Fig. 5: ORF3a interacted with the HOPS component VPS39 and prevented RAB7–VPS39 bundling.

a Outline of co-immunoprecipitation and mass spectrometry experiments performed to identify ORF3a-interacting proteins in HeLa cells. b HOPS component VPS39 was the candidate among the ORF3a-interacting proteins identified by mass spectrometry at the highest confident level. c Scheme showing the function of HOPS–RAB7 in autophagosome–lysosome fusion. d Two experimental studies on ORF3a-interacting proteins and our study simultaneously identified VPS39. e ORF3a directly interacted with VPS39. GST, GST-ORF3a, or His-VPS39 were expressed in bacteria. The purified proteins were used for GST pull-down assays and subsequent western blot analysis. f Schematic representation of ORF3a and the indicated Y160A mutant used to verify the VPS39 interaction and function in autophagy. g The Y160A mutation in ORF3a dramatically reduced the interaction between ORF3a and VPS39. GST, GST-ORF3a, the GST-ORF3a-Y160A mutant or His-VPS39 were expressed in bacteria.

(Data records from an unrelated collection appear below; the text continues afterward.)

use std::collections::{HashMap, HashSet};
use std::sync::Arc;
use tokio::sync::RwLock;

use anyhow::Result;

use crate::account::oauth::GitHubOAuth;
use crate::account::{AuthForm, Identity};
use crate::api::ApiClient;
use crate::projects::filter::FilterState;
use crate::projects::{ProjectCatalog, ProjectSource};

/// Everything one Discord user has going: form mode, search state, login.
pub struct Session {
    pub form: AuthForm,
    pub filter: FilterState,
    pub identity: Option<Identity>,
    /// Carries this user's backend cookies.
    pub api: Arc<ApiClient>,
}

impl Session {
    pub fn new(api: ApiClient) -> Self {
        Self {
            form: AuthForm::new(),
            filter: FilterState::new(),
            identity: None,
            api: Arc::new(api),
        }
    }
}

pub struct AppState {
    pub catalog: Arc<RwLock<ProjectCatalog>>,
    pub source: ProjectSource,
    /// Shared client, used for project listing and as the template for session clients.
    pub api: Arc<ApiClient>,
    pub github: Option<GitHubOAuth>,
    pub admin_ids: HashSet<u64>,
    pub sessions: Arc<RwLock<HashMap<u64, Session>>>,
}

impl AppState {
    pub fn is_admin(&self, user_id: u64) -> bool {
        self.admin_ids.contains(&user_id)
    }

    /// Run `f` against the user's session, creating it on first use.
    pub async fn with_session<T>(&self, user_id: u64, f: impl FnOnce(&mut Session) -> T) -> Result<T> {
        let mut sessions = self.sessions.write().await;
        let session = match sessions.entry(user_id) {
            std::collections::hash_map::Entry::Occupied(entry) => entry.into_mut(),
            std::collections::hash_map::Entry::Vacant(entry) => entry.insert(Session::new(self.api.fork()?)),
        };
        Ok(f(session))
    }
}

pub type Context<'a> = poise::Context<'a, AppState, anyhow::Error>;

#[cfg(test)]
mod tests {
    use super::*;
    use std::time::Duration;

    fn state() -> AppState {
        let api = ApiClient::new("http://127.0.0.1:9", Duration::from_secs(1)).unwrap();
        AppState {
            catalog: Arc::new(RwLock::new(ProjectCatalog::new(Vec::new()))),
            source: ProjectSource::Api,
            api: Arc::new(api),
            github: None,
            admin_ids: HashSet::from([7]),
            sessions: Arc::new(RwLock::new(HashMap::new())),
        }
    }

    #[tokio::test]
    async fn test_sessions_are_per_user() {
        let state = state();
        state
            .with_session(1, |s| s.filter.select_topic("rust"))
            .await
            .unwrap();

        let first = state.with_session(1, |s| s.filter.topics().to_vec()).await.unwrap();
        let second = state.with_session(2, |s| s.filter.topics().to_vec()).await.unwrap();
        assert_eq!(first, vec!["rust"]);
        assert!(second.is_empty());
    }

    #[test]
    fn test_is_admin() {
        let state = state();
        assert!(state.is_admin(7));
        assert!(!state.is_admin(8));
    }
}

Purified proteins were used for GST pull-down assays and subsequent western blot analysis. h The Y160A mutation in ORF3a abolished its function in blocking autophagy. i ORF3a prevented the RAB7 interaction with VPS39. The RAB7–VPS39 interaction was detected by co-immunoprecipitation assays with or without ORF3a expression. j ORF3a disrupted the assembly of SNARE. The interaction between SNARE components SNAP29 and VAMP8 was detected by co-immunoprecipitation assays with or without expression of ORF3a.